Free — The Incense Rebellion. A hymn to incense: cool bergamot and black pepper crashing into labdanum and benzoin, frankincense at its core softened by vanilla and patchouli. Perfumer: David Chieze.
Quiz 🎲
Which floral note has historically been perceived as “vulgar” due to its heady, indolic intensity?
Lilac · Narcissus · Tuberose · Jasmine Sambac
Scent MythBusters 🎭️
“The first sniff tells you everything.”
Myth of the week
TL;DR
That first intoxicating sniff might not be the full story. Top notes vanish within minutes, olfactory fatigue kicks in, and memories shape how we experience scent over time. A fragrance that once felt like a masterpiece can suddenly seem underwhelming, while a slow-burner might turn into an obsession.

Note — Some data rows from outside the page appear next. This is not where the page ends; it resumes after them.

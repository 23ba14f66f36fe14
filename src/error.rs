use thiserror::Error;

/// Error kinds produced by the inference engine.
///
/// `CovNotPsd` and `InnerDiverged` are *recoverable*: the outer optimizer
/// (see [`crate::optimizer`]) catches them, rolls back to the last accepted
/// snapshot, and decides whether to halve the step, retry with Nelder-Mead,
/// or stop. Every other variant is fatal.
#[derive(Error, Debug)]
pub enum GpremError {
    /// Unknown string for an enumerated option (likelihood name, optimizer
    /// kind, preconditioner, ...). Fatal, no recovery.
    #[error("invalid option '{0}'")]
    InvalidOption(String),

    /// The requested structural combination is illegal (e.g. Vecchia with
    /// grouped random effects, or an `only_one_*_on_RE_scale` assumption
    /// violated by the component registry). Fatal at construction.
    #[error("incompatible structure: {0}")]
    IncompatibleStructure(String),

    /// Response out of the likelihood's support, or NaN/Inf in an input.
    #[error("invalid input: {0}")]
    BadInput(String),

    /// Input array shapes do not match each other or the expected model
    /// dimension.
    #[error("dimension mismatch: {0}")]
    ShapeMismatch(String),

    /// A factorization detected a non-positive-definite matrix. Recovered
    /// locally by the outer optimizer via step halving.
    #[error("covariance is not positive definite at the attempted parameters")]
    CovNotPsd,

    /// Newton backtracking in the Laplace inner solver was exhausted
    /// without finding an accepted step. The mode is rolled back and the
    /// objective is reported as NaN to the outer optimizer.
    #[error("Laplace inner loop diverged: {0}")]
    InnerDiverged(String),

    /// Wrapper for errors coming from the ndarray-linalg backend.
    #[error("linear algebra backend error: {0}")]
    LinalgError(#[from] ndarray_linalg::error::LinalgError),
}

pub type Result<T> = std::result::Result<T, GpremError>;
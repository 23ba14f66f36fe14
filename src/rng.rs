//! Deterministic random-number management. The engine owns a single
//! seeded RNG; per-thread RNGs used by parallel fan-outs (the stochastic
//! trace estimator) are derived deterministically from it so a run is
//! reproducible for a fixed thread count.

use ndarray_rand::rand_distr::{Distribution, StandardNormal};
use rand::rngs::StdRng;
use rand::{Rng, SeedableRng};

/// Engine-owned RNG. Produces child seeds for worker use via
/// [`EngineRng::child_seed`], which is a pure function of the base seed and
/// the worker index — callers can request seeds in any order and still get
/// the same sequence for a given base seed.
pub struct EngineRng {
    base_seed: u64,
    rng: StdRng,
}

impl EngineRng {
    pub fn new(seed: u64) -> Self {
        Self { base_seed: seed, rng: StdRng::seed_from_u64(seed) }
    }

    /// Deterministic seed for worker `idx` (e.g. a thread or a trace-vector
    /// draw index). Splitmix64-style mixing so nearby indices don't produce
    /// correlated seeds.
    pub fn child_seed(&self, idx: u64) -> u64 {
        let mut z = self.base_seed.wrapping_add(idx.wrapping_mul(0x9E37_79B9_7F4A_7C15));
        z = (z ^ (z >> 30)).wrapping_mul(0xBF58_476D_1CE4_E5B9);
        z = (z ^ (z >> 27)).wrapping_mul(0x94D0_49BB_1331_11EB);
        z ^ (z >> 31)
    }

    /// A fresh, independently-seeded RNG for worker `idx`.
    pub fn child_rng(&self, idx: u64) -> StdRng {
        StdRng::seed_from_u64(self.child_seed(idx))
    }

    pub fn gen_standard_normal_vec(&mut self, n: usize) -> Vec<f64> {
        (0..n).map(|_| StandardNormal.sample(&mut self.rng)).collect()
    }

    /// A Rademacher (+/-1) vector, used as an alternative probe
    /// distribution for the stochastic log-determinant trace estimator.
    pub fn gen_rademacher_vec(&mut self, n: usize) -> Vec<f64> {
        (0..n).map(|_| if self.rng.gen_bool(0.5) { 1.0 } else { -1.0 }).collect()
    }
}

#[cfg(test)]
mod tests {
    use super::*;

    #[test]
    fn same_seed_gives_same_sequence() {
        let mut a = EngineRng::new(42);
        let mut b = EngineRng::new(42);
        assert_eq!(a.gen_standard_normal_vec(5), b.gen_standard_normal_vec(5));
    }

    #[test]
    fn child_seed_is_order_independent() {
        let rng = EngineRng::new(7);
        let s1 = rng.child_seed(3);
        let s2 = rng.child_seed(3);
        assert_eq!(s1, s2);
        assert_ne!(rng.child_seed(1), rng.child_seed(2));
    }
}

Why first impressions mislead
Top notes are just the opening act — light citrus and herbs are gone within 20 minutes, leaving the heart and base. Your nose gets bored fast — olfactory adaptation filters out familiar scents. Scent = memory = emotion — the same perfume smells incredible on vacation and “meh” on a stressful Monday.
Why the myth persists
Fragrance shopping is fast-paced; retailers craft top notes to seduce you instantly. Impulse buys feel good until they don’t. We expect consistency, but scent isn’t static — heat, skin chemistry and mood all change how a fragrance wears.